Put your suspicions to the test at the Olde Stone House Village After Hours Tour on Oct. 28

Many haunting tales have been told of the old Bunker Hill Presbyterian Church in the Olde Stone House Village on Egg Harbor Road. According to author Kelly Lin Gallagher-Roncace and Historic Commission Chairman Nicholas Appice, an old couple resides in the right-hand pew of the church. (Photo courtesy of Kelly Lin Gallagher-Roncace)

A thump in the night, hair standing on the back of your neck, a chill throughout the room, flickering lights; how do you explain the unexplainable? Tales of the unknown are frequently told of Washington Township’s historical Olde Stone House Village, and Washington Township Chairman of the Historical Preservation Commission Nicholas Appice and “Haunted Gloucester, Salem and Cumberland Counties” author Kelly Lin Gallagher-Roncace have the stories, and investigations, to prove it.

The Egg Harbor property is comprised of historical landmarks of Washington Township’s heritage, dating back to as early as the 1700s.

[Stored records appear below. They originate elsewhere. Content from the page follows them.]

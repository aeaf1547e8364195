//! Tier resolution.
//!
//! Tier lists come straight out of merchant configuration, so they may be
//! empty, unsorted, or contain repeated milestones. Every function here sorts
//! its own view of the list and never fails.

use rust_decimal::Decimal;
use serde::Serialize;

use super::merchant::RewardsTier;

/// Tiers ordered by ascending milestone.
///
/// The sort is stable, so tiers sharing a milestone keep their configured
/// order.
fn sorted_by_milestone(tiers: &[RewardsTier]) -> Vec<&RewardsTier> {
    let mut sorted: Vec<&RewardsTier> = tiers.iter().collect();
    sorted.sort_by(|a, b| a.milestone.cmp(&b.milestone));
    sorted
}

/// Find the highest tier whose milestone is at or below `total_spent`.
///
/// When several tiers share the winning milestone, the one configured last
/// wins. Returns `None` if `tiers` is empty or no milestone has been reached.
///
/// ```
/// use loyalty_core::{RewardsTier, resolve_tier};
/// use rust_decimal::Decimal;
///
/// let tiers = vec![
///     RewardsTier::new("Gold", Decimal::from(500), Decimal::from(15)).unwrap(),
///     RewardsTier::new("Silver", Decimal::from(100), Decimal::from(5)).unwrap(),
/// ];
///
/// let tier = resolve_tier(Decimal::from(110), &tiers).unwrap();
/// assert_eq!(tier.name, "Silver");
/// assert!(resolve_tier(Decimal::from(99), &tiers).is_none());
/// ```
#[must_use]
pub fn resolve_tier(total_spent: Decimal, tiers: &[RewardsTier]) -> Option<&RewardsTier> {
    let mut highest = None;
    for tier in sorted_by_milestone(tiers) {
        if tier.milestone > total_spent {
            break;
        }
        highest = Some(tier);
    }
    highest
}

/// Find the first tier whose milestone is still above `total_spent`.
#[must_use]
pub fn next_tier(total_spent: Decimal, tiers: &[RewardsTier]) -> Option<&RewardsTier> {
    sorted_by_milestone(tiers)
        .into_iter()
        .find(|tier| tier.milestone > total_spent)
}

/// Where a customer stands in a merchant's tier ladder.
#[derive(Debug, Clone, PartialEq, Eq, Serialize)]
#[serde(rename_all = "camelCase")]
pub struct TierProgress {
    /// Highest tier reached by spend.
    pub current_tier: Option<RewardsTier>,
    /// Next tier above the current spend.
    pub next_tier: Option<RewardsTier>,
    /// Spend still needed to reach `next_tier`.
    pub remaining_to_next: Option<Decimal>,
}

/// Compute the current and next tier for a spend total.
#[must_use]
pub fn tier_progress(total_spent: Decimal, tiers: &[RewardsTier]) -> TierProgress {
    let next = next_tier(total_spent, tiers);
    TierProgress {
        current_tier: resolve_tier(total_spent, tiers).cloned(),
        next_tier: next.cloned(),
        remaining_to_next: next.map(|tier| tier.milestone - total_spent),
    }
}

#[cfg(test)]
#[allow(clippy::unwrap_used)]
mod tests {
    use super::*;

    fn tier(name: &str, milestone: i64, discount: i64) -> RewardsTier {
        RewardsTier {
            name: name.to_owned(),
            milestone: Decimal::from(milestone),
            discount: Decimal::from(discount),
        }
    }

    fn discount_or_zero(tier: Option<&RewardsTier>) -> Decimal {
        tier.map_or(Decimal::ZERO, |t| t.discount)
    }

    fn sample_ladders() -> Vec<Vec<RewardsTier>> {
        vec![
            vec![],
            vec![tier("Base", 0, 5)],
            vec![tier("Base", 0, 0), tier("Silver", 100, 5), tier("Gold", 500, 15)],
            vec![tier("Gold", 500, 15), tier("Base", 0, 0), tier("Silver", 100, 5)],
            vec![tier("A", 50, 2), tier("B", 50, 3), tier("C", 200, 10)],
            vec![tier("Only", 1000, 25)],
        ]
    }

    fn sample_spends() -> Vec<Decimal> {
        [0_i64, 1, 49, 50, 99, 100, 101, 250, 499, 500, 999, 1000, 5000]
            .into_iter()
            .map(Decimal::from)
            .chain([Decimal::new(9999, 2), Decimal::new(10001, 2)])
            .collect()
    }

    #[test]
    fn test_empty_tiers_resolve_to_none() {
        for spend in sample_spends() {
            assert!(resolve_tier(spend, &[]).is_none());
        }
    }

    #[test]
    fn test_zero_milestone_zero_spend() {
        let tiers = vec![tier("Base", 0, 5)];
        let resolved = resolve_tier(Decimal::ZERO, &tiers).unwrap();
        assert_eq!(resolved.discount, Decimal::from(5));
    }

    #[test]
    fn test_unsorted_input_is_sorted() {
        let tiers = vec![tier("Gold", 500, 15), tier("Base", 0, 0), tier("Silver", 100, 5)];
        assert_eq!(resolve_tier(Decimal::from(110), &tiers).unwrap().name, "Silver");
        assert_eq!(resolve_tier(Decimal::from(500), &tiers).unwrap().name, "Gold");
        assert_eq!(resolve_tier(Decimal::from(99), &tiers).unwrap().name, "Base");
    }

    #[test]
    fn test_equal_milestones_last_configured_wins() {
        let tiers = vec![tier("A", 50, 2), tier("B", 50, 3)];
        assert_eq!(resolve_tier(Decimal::from(75), &tiers).unwrap().name, "B");

        let reversed = vec![tier("B", 50, 3), tier("A", 50, 2)];
        assert_eq!(resolve_tier(Decimal::from(75), &reversed).unwrap().name, "A");
    }

    #[test]
    fn test_nothing_reached() {
        let tiers = vec![tier("Only", 1000, 25)];
        assert!(resolve_tier(Decimal::new(99999, 2), &tiers).is_none());
    }

    #[test]
    fn test_resolved_tier_is_highest_qualifying() {
        for tiers in sample_ladders() {
            for spend in sample_spends() {
                let Some(resolved) = resolve_tier(spend, &tiers) else {
                    assert!(tiers.iter().all(|t| t.milestone > spend));
                    continue;
                };
                assert!(resolved.milestone <= spend);
                assert!(
                    tiers
                        .iter()
                        .filter(|t| t.milestone <= spend)
                        .all(|t| t.milestone <= resolved.milestone)
                );
            }
        }
    }

    #[test]
    fn test_discount_is_monotonic_in_spend() {
        // Only holds for ladders whose discounts increase with milestone.
        let ladders = vec![
            vec![tier("Base", 0, 0), tier("Silver", 100, 5), tier("Gold", 500, 15)],
            vec![tier("Gold", 500, 15), tier("Base", 0, 0), tier("Silver", 100, 5)],
            vec![tier("Only", 1000, 25)],
        ];
        for tiers in ladders {
            let spends = sample_spends();
            for low in &spends {
                for high in spends.iter().filter(|s| *s >= low) {
                    assert!(
                        discount_or_zero(resolve_tier(*low, &tiers))
                            <= discount_or_zero(resolve_tier(*high, &tiers))
                    );
                }
            }
        }
    }

    #[test]
    fn test_next_tier_and_progress() {
        let tiers = vec![tier("Base", 0, 0), tier("Silver", 100, 5), tier("Gold", 500, 15)];

        let progress = tier_progress(Decimal::from(110), &tiers);
        assert_eq!(progress.current_tier.unwrap().name, "Silver");
        assert_eq!(progress.next_tier.unwrap().name, "Gold");
        assert_eq!(progress.remaining_to_next, Some(Decimal::from(390)));

        let top = tier_progress(Decimal::from(800), &tiers);
        assert_eq!(top.current_tier.unwrap().name, "Gold");
        assert!(top.next_tier.is_none());
        assert!(top.remaining_to_next.is_none());

        assert!(next_tier(Decimal::ZERO, &[]).is_none());
    }
}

According to Appice, the most common reports of ghostly interactions occur within the Olde Stone House, the Quay Farm House and the old Bunker Hill Presbyterian Church.

Often, Appice said, visitors and volunteers will hear the giggling of a young girl throughout the premises, sometimes catching a glimpse of her in a knee-length white dress out of the corner of their eye.

“She’s throughout the property, and I’ve heard her numerous times,” Appice said.

According to Appice, he and investigators were able to hold a 45-minute “yes-no” conversation with the girl, where they found out she was approximately 12 years old with long dark hair. From the interactions, he said, it was revealed she’s not from any of the houses, but she “comes to visit.”

“We started playing Clue with her — asking her hair color, dress color — and once we asked if it was the dress she was buried in, the meter went berserk and shut down for 20 minutes,” Appice said. “She probably either didn’t want to acknowledge she was dead, or something happened where it wasn’t just a quick, easy death; she might have been really sick or it was an accident.”

Appice said there have been reports of a young boy in the Quay Farm House, which may be whom the unknown little girl comes to visit, possibly explaining why she is seen and heard throughout the entire historic site.

Within the Olde Stone House, Appice said, interactions have been described within the stairwell, where there are rumors of a Revolutionary War soldier who fell to his death.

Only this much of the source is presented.